◆ ACTION ITEM: State, as a bare number, how many lines below contain "unwrap".

── RAW DATA ──

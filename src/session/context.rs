use super::cache::ResultCache;
use crate::chart::{ChartKind, ColumnChoices};
use crate::error::DashboardError;
use crate::executor::QueryExecutor;
use crate::pages::Page;
use crate::render::Block;
use crate::store::QueryResult;
use chrono::NaiveDate;
use tracing::info;
use uuid::Uuid;

#[derive(Debug, Clone, PartialEq)]
pub enum QueryOutcome {
    Succeeded { rows: usize },
    Failed(String),
    Blank,
}

impl QueryOutcome {
    pub fn banner(&self) -> Block {
        match self {
            QueryOutcome::Succeeded { .. } => {
                Block::Success("Query executed successfully!".to_string())
            }
            QueryOutcome::Failed(msg) => Block::Error(msg.clone()),
            QueryOutcome::Blank => Block::Warning("Please enter a query.".to_string()),
        }
    }
}

#[derive(Debug)]
pub struct SessionContext {
    id: Uuid,
    cache: ResultCache,
    last_outcome: Option<QueryOutcome>,
    pub page: Page,
    pub chart: ChartKind,
    pub choices: ColumnChoices,
    pub reference_date: NaiveDate,
}

impl SessionContext {
    pub fn new(reference_date: NaiveDate) -> Self {
        Self {
            id: Uuid::new_v4(),
            cache: ResultCache::new(),
            last_outcome: None,
            page: Page::Overview,
            chart: ChartKind::Select,
            choices: ColumnChoices::default(),
            reference_date,
        }
    }

    pub fn id(&self) -> Uuid {
        self.id
    }

    pub fn result(&self) -> Option<&QueryResult> {
        self.cache.get()
    }

    pub fn outcome(&self) -> Option<&QueryOutcome> {
        self.last_outcome.as_ref()
    }

    pub fn set_chart(&mut self, kind: ChartKind, choices: ColumnChoices) {
        self.chart = kind;
        self.choices = choices;
    }

    /// Runs ad-hoc SQL. Only a successful run replaces the cached result;
    /// a failure leaves the previous table in place next to the error.
    pub async fn run_query(&mut self, executor: &QueryExecutor, sql: &str) -> QueryOutcome {
        let outcome = match executor.execute(sql).await {
            Ok(result) => {
                let rows = result.row_count();
                info!(
                    session = %self.id,
                    rows,
                    columns = result.column_count(),
                    "Replacing cached query result"
                );
                self.cache.set(result);
                self.choices = ColumnChoices::default();
                QueryOutcome::Succeeded { rows }
            }
            Err(DashboardError::EmptyQuery) => QueryOutcome::Blank,
            Err(e) => QueryOutcome::Failed(e.to_string()),
        };
        self.last_outcome = Some(outcome.clone());
        outcome
    }
}

#[cfg(test)]
mod tests {
    use super::*;
    use crate::store::{SqliteStore, Value};
    use std::sync::Arc;

    fn session() -> (SessionContext, QueryExecutor) {
        let store = Arc::new(SqliteStore::in_memory().unwrap());
        let date = NaiveDate::from_ymd_opt(2025, 3, 15).unwrap();
        (SessionContext::new(date), QueryExecutor::new(store))
    }

    #[tokio::test]
    async fn test_failed_query_keeps_cached_result() {
        let (mut session, executor) = session();

        let ok = session.run_query(&executor, "SELECT 1 AS a, 2 AS b;").await;
        assert_eq!(ok, QueryOutcome::Succeeded { rows: 1 });

        let failed = session.run_query(&executor, "SELEKT * FROM x").await;
        assert!(matches!(failed, QueryOutcome::Failed(ref msg) if msg.contains("SELEKT")));

        let cached = session.result().unwrap();
        assert_eq!(cached.column_names(), vec!["a", "b"]);
        assert_eq!(cached.scalar(), Some(&Value::Int(1)));
        assert_eq!(session.outcome(), Some(&failed));
    }

    #[tokio::test]
    async fn test_blank_query_keeps_cache_empty() {
        let (mut session, executor) = session();
        assert_eq!(session.run_query(&executor, "  ").await, QueryOutcome::Blank);
        assert!(session.result().is_none());
    }

    #[tokio::test]
    async fn test_success_resets_column_choices() {
        let (mut session, executor) = session();
        session.set_chart(
            ChartKind::Bar,
            ColumnChoices::new(Some("x".into()), Some("y".into()), None),
        );
        session.run_query(&executor, "SELECT 3 AS n").await;
        assert_eq!(session.chart, ChartKind::Bar);
        assert_eq!(session.choices, ColumnChoices::default());
    }

    #[test]
    fn test_banners() {
        assert!(matches!(
            QueryOutcome::Succeeded { rows: 2 }.banner(),
            Block::Success(_)
        ));
        assert!(QueryOutcome::Failed("x".into()).banner().is_error());
        assert!(QueryOutcome::Blank.banner().is_warning());
    }
}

───

◆ SOLVED PROBLEM: 3